Kickstopper, Part 2: Or, On The Something Theory of Something

These thoughts came to mind as I composed the last post. Not sure why. But I figured it might be interesting to throw them up here, particularly because they circle the question of the labor theory of value, which is a topic that I sense I will be wresting with over the coming days.


Some years ago, Michael Denning suggested that cultural studies scholars had not fully absorbed the lessons of Harry Braverman’s Labor and Monopoly Capital. Denning argued that the spiritual daughters and sons of Raymond Williams and Stuart Hall had especially failed to take seriously Braverman’s emphasis on the relationship between labor and the creation of value.

Often (correctly) remembered as the book that launched a thousand point-of-production studies in the early 1970s and 1980s, Labor and Monopoly Capital was much more than that. In particular, Braverman resurrected the “labor theory of value”—a staple of Enlightenment economic analysis and a major theme in large-r and small-r republican politics in the US in the 19th century––and redeployed it for radical purposes.

Most importantly, Braverman’s re-framing of the “labor theory of value” illuminated the fundamental injustice of the employment relation in capitalism. Connecting that intervention with his rehabilitation of the earlier “humanist” Marx, Braverman provided a new way for labor scholars and leftists to think critically about the political meanings of work and commodities.
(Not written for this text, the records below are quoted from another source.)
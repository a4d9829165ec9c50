use crate::ethics::{AnalysisInput, AnalysisReport, KantianEthicalAnalyzer, TestVerdict, Verdict};

pub(super) fn analyze(input: AnalysisInput) -> AnalysisReport {
    KantianEthicalAnalyzer::new()
        .analyze(input)
        .expect("analysis succeeds")
}

/// Case where every test passes: no conditional markers, no denial, no
/// pressure keywords, and fair-process indicators without violations.
pub(super) fn compliant_input() -> AnalysisInput {
    AnalysisInput::new(
        "Training requests are approved for all staff",
        "I attended the requested training course",
    )
    .with_pressures("Decisions follow a documented procedure")
    .with_duties("Transparent review of every request")
    .with_role("Nurse")
}

/// Case where every test returns an adverse verdict.
pub(super) fn adverse_input() -> AnalysisInput {
    AnalysisInput::new(
        "Training can be denied when convenient",
        "I was denied training despite requests",
    )
    .with_pressures("Cost reduction pressures and arbitrary decisions")
    .with_duties("Professional development duty")
    .with_role("Nurse")
}

pub(super) fn verdict(verdict: Verdict) -> TestVerdict {
    TestVerdict::new(verdict, "")
}
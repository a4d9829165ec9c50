//! Survey deployment behind an injectable interface: a deterministic stub for
//! local runs and a live forms-API client.

pub mod deployer;
pub mod stub;
pub mod typeform;

use std::sync::Arc;

use crate::config::SurveyConfig;

pub use deployer::{DeploymentError, DeploymentRequest, DeploymentResult, SurveyDeployer};
pub use stub::StubSurveyDeployer;
pub use typeform::TypeformDeployer;

/// Live deployer when a forms credential is configured, otherwise the stub.
pub fn deployer_from_config(
    config: &SurveyConfig,
) -> Result<Arc<dyn SurveyDeployer>, DeploymentError> {
    match config.api_token {
        Some(_) => Ok(Arc::new(TypeformDeployer::new(config)?)),
        None => Ok(Arc::new(StubSurveyDeployer::new(config.share_host.clone()))),
    }
}
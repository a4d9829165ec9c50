//! Keyword-heuristic ethical analysis and the survey module selection that
//! follows from it.

pub mod analyzer;
pub mod domain;
pub mod modules;
pub(crate) mod rules;
pub mod summary;


pub use analyzer::{AnalysisError, KantianEthicalAnalyzer};
pub use domain::{
    AnalysisInput, AnalysisReport, EthicalTest, ReportedVerdict, TestVerdict, UnknownVerdict, Verdict,
    VerdictSet,
};
pub use modules::{
    select_modules, ModuleSelection, ModuleSelectionError, SurveyModule, ViolationToModuleMapper,
    CORE_ITEM_COUNT, MODULE_ITEM_COUNT,
};
pub use summary::{summarize, SummaryTemplate};
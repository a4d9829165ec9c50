use std::time::Duration;

use async_trait::async_trait;
use reqwest::Client;
use secrecy::{ExposeSecret, SecretString};
use serde::{Deserialize, Serialize};
use tracing::{error, info};

use super::deployer::{DeploymentError, DeploymentRequest, DeploymentResult, SurveyDeployer};
use crate::config::SurveyConfig;
use crate::ethics::{ModuleSelection, SurveyModule};

/// Creates a real form through the Typeform `POST /forms` endpoint.
pub struct TypeformDeployer {
    client: Client,
    api_base: String,
    share_host: String,
    credential: Option<SecretString>,
    timeout: Duration,
}

#[derive(Debug, Serialize)]
struct CreateForm {
    title: String,
    fields: Vec<FormField>,
    settings: FormSettings,
}

#[derive(Debug, Serialize)]
struct FormSettings {
    is_public: bool,
}

#[derive(Debug, Clone, PartialEq, Eq, Serialize)]
pub(crate) struct FormField {
    #[serde(rename = "type")]
    kind: &'static str,
    pub(crate) title: String,
    properties: FieldProperties,
}

#[derive(Debug, Clone, PartialEq, Eq, Serialize)]
struct FieldProperties {
    choices: Vec<Choice>,
}

#[derive(Debug, Clone, PartialEq, Eq, Serialize)]
struct Choice {
    label: String,
}

#[derive(Debug, Deserialize)]
struct CreatedForm {
    #[serde(default)]
    id: Option<String>,
}

/// Scale strings look like `"0-4"`; anything unparsable or inverted falls
/// back to 0..=4.
pub(crate) fn scale_choices(scale_type: &str) -> Vec<String> {
    let bounds = scale_type.split_once('-').and_then(|(lower, upper)| {
        let lower = lower.trim().parse::<i32>().ok()?;
        let upper = upper.trim().parse::<i32>().ok()?;
        (lower <= upper).then_some((lower, upper))
    });
    let (lower, upper) = bounds.unwrap_or((0, 4));
    (lower..=upper).map(|value| value.to_string()).collect()
}

pub(crate) fn form_fields(modules: &ModuleSelection, scale_type: &str) -> Vec<FormField> {
    let choices: Vec<Choice> = scale_choices(scale_type)
        .into_iter()
        .map(|label| Choice { label })
        .collect();
    let field = |title: String| FormField {
        kind: "multiple_choice",
        title,
        properties: FieldProperties {
            choices: choices.clone(),
        },
    };

    let mut fields = Vec::with_capacity(modules.item_count());
    for module in modules.modules() {
        for index in 1..=module.item_count() {
            let title = match module {
                SurveyModule::Core => {
                    format!("Core Q{index}: Please rate this core item ({scale_type})")
                }
                other => format!(
                    "{} Q{index}: Please rate this item ({scale_type})",
                    other.display_name()
                ),
            };
            fields.push(field(title));
        }
    }
    fields
}

impl TypeformDeployer {
    pub fn new(config: &SurveyConfig) -> Result<Self, DeploymentError> {
        let client = Client::builder()
            .timeout(config.deploy_timeout)
            .build()
            .map_err(|err| DeploymentError::Transport(err.to_string()))?;

        Ok(Self {
            client,
            api_base: config.api_base.trim_end_matches('/').to_string(),
            share_host: config.share_host.clone(),
            credential: config.api_token.clone(),
            timeout: config.deploy_timeout,
        })
    }

    fn forms_url(&self) -> String {
        format!("{}/forms", self.api_base)
    }
}

#[async_trait]
impl SurveyDeployer for TypeformDeployer {
    async fn deploy(
        &self,
        request: &DeploymentRequest<'_>,
    ) -> Result<DeploymentResult, DeploymentError> {
        let token = request
            .credential
            .or(self.credential.as_ref())
            .map(|secret| secret.expose_secret().trim())
            .filter(|token| !token.is_empty())
            .ok_or(DeploymentError::MissingCredential)?;

        let fields = form_fields(request.modules, request.scale_type);
        let item_count = fields.len();
        let payload = CreateForm {
            title: format!("KOERS Survey ({})", request.mode),
            fields,
            settings: FormSettings { is_public: true },
        };

        info!(
            modules = request.modules.len(),
            item_count,
            mode = request.mode,
            "creating survey form"
        );

        let response = self
            .client
            .post(self.forms_url())
            .bearer_auth(token)
            .header("Accept", "application/json")
            .json(&payload)
            .send()
            .await
            .map_err(|err| {
                if err.is_timeout() {
                    DeploymentError::Timeout(self.timeout.as_secs())
                } else {
                    DeploymentError::Transport(err.to_string())
                }
            })?;

        let status = response.status();
        if !status.is_success() {
            let body = response.text().await.unwrap_or_default();
            error!(status = status.as_u16(), %body, "survey form creation failed");
            return Err(DeploymentError::Status {
                status: status.as_u16(),
                body,
            });
        }

        let created: CreatedForm = response
            .json()
            .await
            .map_err(|err| DeploymentError::MalformedResponse(err.to_string()))?;
        let form_id = created
            .id
            .filter(|id| !id.is_empty())
            .ok_or_else(|| DeploymentError::MalformedResponse("missing form id".to_string()))?;

        let survey_url = format!("https://{}/to/{form_id}", self.share_host);
        info!(survey_id = %form_id, %survey_url, item_count, "survey form created");

        Ok(DeploymentResult {
            survey_id: form_id,
            survey_url,
            item_count,
            module_list: request.modules.names(),
            validation_status: "passed".to_string(),
        })
    }
}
It is this side of Braverman that Denning urges us to take seriously and apply to the study of cultural production and mass-produced cultural products. A “labor theory of culture” helps us to remember that mass culture is also a collection of work sites and labor regimes. It reminds us that “reification” is a problem not just for sensitive souls who long for “authentic” object relations, but is also a generic name for the often troubling fact that—as the cover of Timothy Bewes’s book on reification demonstrates––even those things that are most sacred and removed from the market are deeply embedded in capitalist labor processes. As the nun supervising the host assembly line seems to prove, there is no outside to the market.

The “labor theory of value”––developed over centuries among the improving landlords of England in the early modern era, refined and amplified in the writings of Locke, the Physiocrats, Smith, and Ricardo, and shaped into the key that unlocked the mystery of class/property relations in the work of Marx––always presents capitalist apologists with a moral problem. If labor really is the source of all value, then laborers ought to receive compensation commensurate with their contribution to the production process.

But capitalism pegs workers’ compensation not to a calculus of labor and value, but rather to a caloric index of life and death. “Fair” compensation in capitalism is relative to the baseline of what workers need to avoid dying; even “generous” wages are so defined in their excess over and above the requirements for basic reproduction, and never relative to the amount of value inputted by the bodies of workers into the finished commodities that go up for sale on the market.

In most sectors of the capitalist economy, these relationships are totally mystified. Culture is an exception. That’s why even seemingly trivial cases of conflict over culture, value, and fair remuneration, like the Amanda Palmer debacle, seem significant.